Dai dati del report della Fisac Cgil, elaborazione di uno studio di Banca d’Italia del 31 marzo scorso, si rileva che a fine 2022 gli sportelli operativi in Italia ammontavano a 20.986, diminuiti di -664 unità rispetto ai 21.650 rilevati nel 2021 (-3,1%). Considerando gli ultimi cinque anni il numero di sportelli è diminuito di -6.388 unità, quasi il -24% delle 27.374 unità rilevate a fine 2017 rispetto alle 20.986 del 2022: in sintesi nel periodo 2017-2022 il numero di sportelli bancari in Italia si è contratto di quasi un quarto (23,3%) rispetto al dato di partenza. Alla contrazione del numero di sportelli è corrisposta quella degli organici bancari. A fine 2022 i dipendenti bancari italiani erano 264.132, in calo rispetto ai 269.779 rilevati a fine 2021 (-5.647 unità per un -2,1%). Sugli ultimi cinque anni la flessione registrata è del -7,7%, quando nel 2017 i dipendenti bancari erano 286.222.
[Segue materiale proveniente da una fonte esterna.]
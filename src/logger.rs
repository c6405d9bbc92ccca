use std::path::{Path, PathBuf};
use std::str::FromStr;

use log::LevelFilter;
use log4rs::append::rolling_file::RollingFileAppender;
use log4rs::append::rolling_file::policy::compound::{
    CompoundPolicy, roll::fixed_window::FixedWindowRoller, trigger::size::SizeTrigger,
};
use log4rs::config::{Appender, Config, Logger, Root};
use log4rs::encode::pattern::PatternEncoder;

use crate::utils::sqllog::SQL_TARGET;

/// Log target for writes (inserts, updates, deletes, drops).
pub const AUDIT_TARGET: &str = "docsql::audit";

const ENC_PATTERN: &str = "{d(%Y-%m-%d %H:%M:%S%.3f)} [{l}] {t} - {m}{n}";
const ROLL_SIZE: u64 = 10 * 1024 * 1024;

/// Initializes logging from a log4rs YAML file.
///
/// # Errors
/// Returns an error if the file cannot be read or a logger is already installed.
pub fn init_path(path: &Path) -> Result<(), Box<dyn std::error::Error>> {
    log4rs::init_file(path, log4rs::config::Deserializers::default())?;
    Ok(())
}

fn rolling(
    base: &Path,
    stem: &str,
    keep: u32,
) -> Result<RollingFileAppender, Box<dyn std::error::Error>> {
    let pattern = base.join(format!("{stem}.{{}}.log"));
    let roller = FixedWindowRoller::builder().build(&pattern.display().to_string(), keep)?;
    let policy = CompoundPolicy::new(Box::new(SizeTrigger::new(ROLL_SIZE)), Box::new(roller));
    Ok(RollingFileAppender::builder()
        .encoder(Box::new(PatternEncoder::new(ENC_PATTERN)))
        .build(base.join(format!("{stem}.log")), Box::new(policy))?)
}

/// Configure logging for the process: `app.log`, `audit.log` and, with `trace_sql`, `sql.log`.
/// - dir: base directory for logs; current directory when `None`.
/// - level: error|warn|info|debug|trace, default info.
/// - retention: rolled files kept per log (default 7).
///
/// A logger installed earlier in the process is left in place.
///
/// # Errors
/// Returns an error if the directory or appenders cannot be created.
pub fn configure_logging(
    dir: Option<&Path>,
    level: Option<&str>,
    retention: Option<u32>,
    trace_sql: bool,
) -> Result<(), Box<dyn std::error::Error>> {
    let base = dir.map_or_else(
        || std::env::current_dir().unwrap_or_else(|_| PathBuf::from(".")),
        PathBuf::from,
    );
    std::fs::create_dir_all(&base)?;
    let keep = retention.unwrap_or(7);
    let lvl = parse_level(level);

    let mut builder = Config::builder()
        .appender(Appender::builder().build("app", Box::new(rolling(&base, "app", keep)?)))
        .appender(Appender::builder().build("audit", Box::new(rolling(&base, "audit", keep)?)))
        .logger(
            Logger::builder()
                .appender("audit")
                .additive(false)
                .build(AUDIT_TARGET, lvl),
        );

    builder = if trace_sql {
        builder
            .appender(Appender::builder().build("sql", Box::new(rolling(&base, "sql", keep)?)))
            .logger(
                Logger::builder()
                    .appender("sql")
                    .additive(false)
                    .build(SQL_TARGET, LevelFilter::Trace),
            )
    } else {
        builder.logger(
            Logger::builder()
                .additive(false)
                .build(SQL_TARGET, LevelFilter::Off),
        )
    };

    let config = builder.build(Root::builder().appender("app").build(lvl))?;
    if log4rs::init_config(config).is_err() {
        log::debug!("logger already installed; keeping existing configuration");
    }
    Ok(())
}

/// Configure logging from environment variables if present:
/// - DOCSQL_LOG_DIR
/// - DOCSQL_LOG_LEVEL
/// - DOCSQL_LOG_RETENTION
/// - DOCSQL_TRACE_SQL
///
/// # Errors
/// See [`configure_logging`].
pub fn configure_from_env() -> Result<(), Box<dyn std::error::Error>> {
    let dir = std::env::var("DOCSQL_LOG_DIR").ok().map(PathBuf::from);
    let level = std::env::var("DOCSQL_LOG_LEVEL").ok();
    let retention = std::env::var("DOCSQL_LOG_RETENTION")
        .ok()
        .and_then(|s| s.parse::<u32>().ok());
    let trace_sql = std::env::var("DOCSQL_TRACE_SQL").is_ok_and(|s| is_truthy(&s));
    configure_logging(dir.as_deref(), level.as_deref(), retention, trace_sql)
}

pub(crate) fn is_truthy(s: &str) -> bool {
    matches!(s.to_ascii_lowercase().as_str(), "1" | "true" | "yes" | "on")
}

fn parse_level(level: Option<&str>) -> LevelFilter {
    level
        .and_then(|l| LevelFilter::from_str(l).ok())
        .unwrap_or(LevelFilter::Info)
}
“Il settore bancario – afferma la segretaria generale della Fisac Cgil, Susy Esposito – sta vivendo una situazione estremamente preoccupante. I maggiori gruppi proseguono, tra digitalizzazione e piani industriali, nell’operazione di desertificazione e sparizione bancaria e occupazionale. Una tendenza ancora più grave perché incide in aree del paese caratterizzate da comuni di minori dimensioni e dove un tessuto finanziario solido è funzionale allo sviluppo economico e al contrasto all’illegalità”. Per Esposito, inoltre, “l’espulsione di forza lavoro sui territori non sufficientemente reintegrata, la concentrazione sulle sedi centrali del nord del personale a maggior qualificazione e la rarefazione di punti di riferimento per l’erogazione del credito rischiano anche di incidere sull’esito dei progetti legati al Pnrr. Per queste ragioni, insieme al rinnovo del contratto Abi, sosteniamo occorra dare attenzione a queste criticità e invertire la tendenza”.

Territori

La riduzione degli sportelli bancari è generalizzata in tutte le regioni e ha inciso percentualmente in misura maggiore, nel dato anno su anno, in Molise (-5,8%), nelle Marche (-4,9%) e in Sardegna (-4,1%). Rispetto agli ultimi 5 anni le flessioni maggiori si riscontrano sempre in Molise (-31,9%), in Abruzzo e in Valle d’Aosta (-26,9%). Per quanto riguarda i dipendenti le flessioni maggiori in percentuale, tra il 2022 e il 2021, si sono registrate in Liguria (-19,9%), in Toscana (-9,7%) e in Campania (-7,6%). Sul raffronto 2017-2022 emergono in negativo ancora una volta la Liguria (-38,7%), seguita dalla Valle d’Aosta (-28,2%) e dall’Umbria (-26%).

Tendenze

Dal Report dell’Ufficio studi della Fisac Cgil emerge come si accentui ulteriormente la tendenza alla concentrazione dei dipendenti nei territori dove insistono le direzioni generali dei gruppi più grandi. Lombardia, Piemonte ed Emilia-Romagna, luoghi dove hanno sede principale cinque dei sei maggiori gruppi bancari, sono le prime tre regioni per numero di addetti: nei loro territori lavora il 52% di tutti i dipendenti bancari (135.167 su 264.132) a fronte di una popolazione residente di poco superiore al 30%. In generale, inoltre, le regioni che hanno perso più dipendenti in percentuale appartengono al Mezzogiorno, al Centro Italia Appenninico (Umbria e Marche) e alle aree più vicine ai confini nazionali (Liguria, Val D’Aosta, Friuli Venezia Giulia). Alla luce del trend negativo lo studio della Fisac Cgil prevede, senza interventi, una ulteriore diminuzione del numero di filiali al 2027 pari a circa 2.500 unità, così come sul fronte lavoro una ulteriore riduzione del numero dei dipendenti in una forbice compresa tra le 12 e le 14 mila unità al 2027.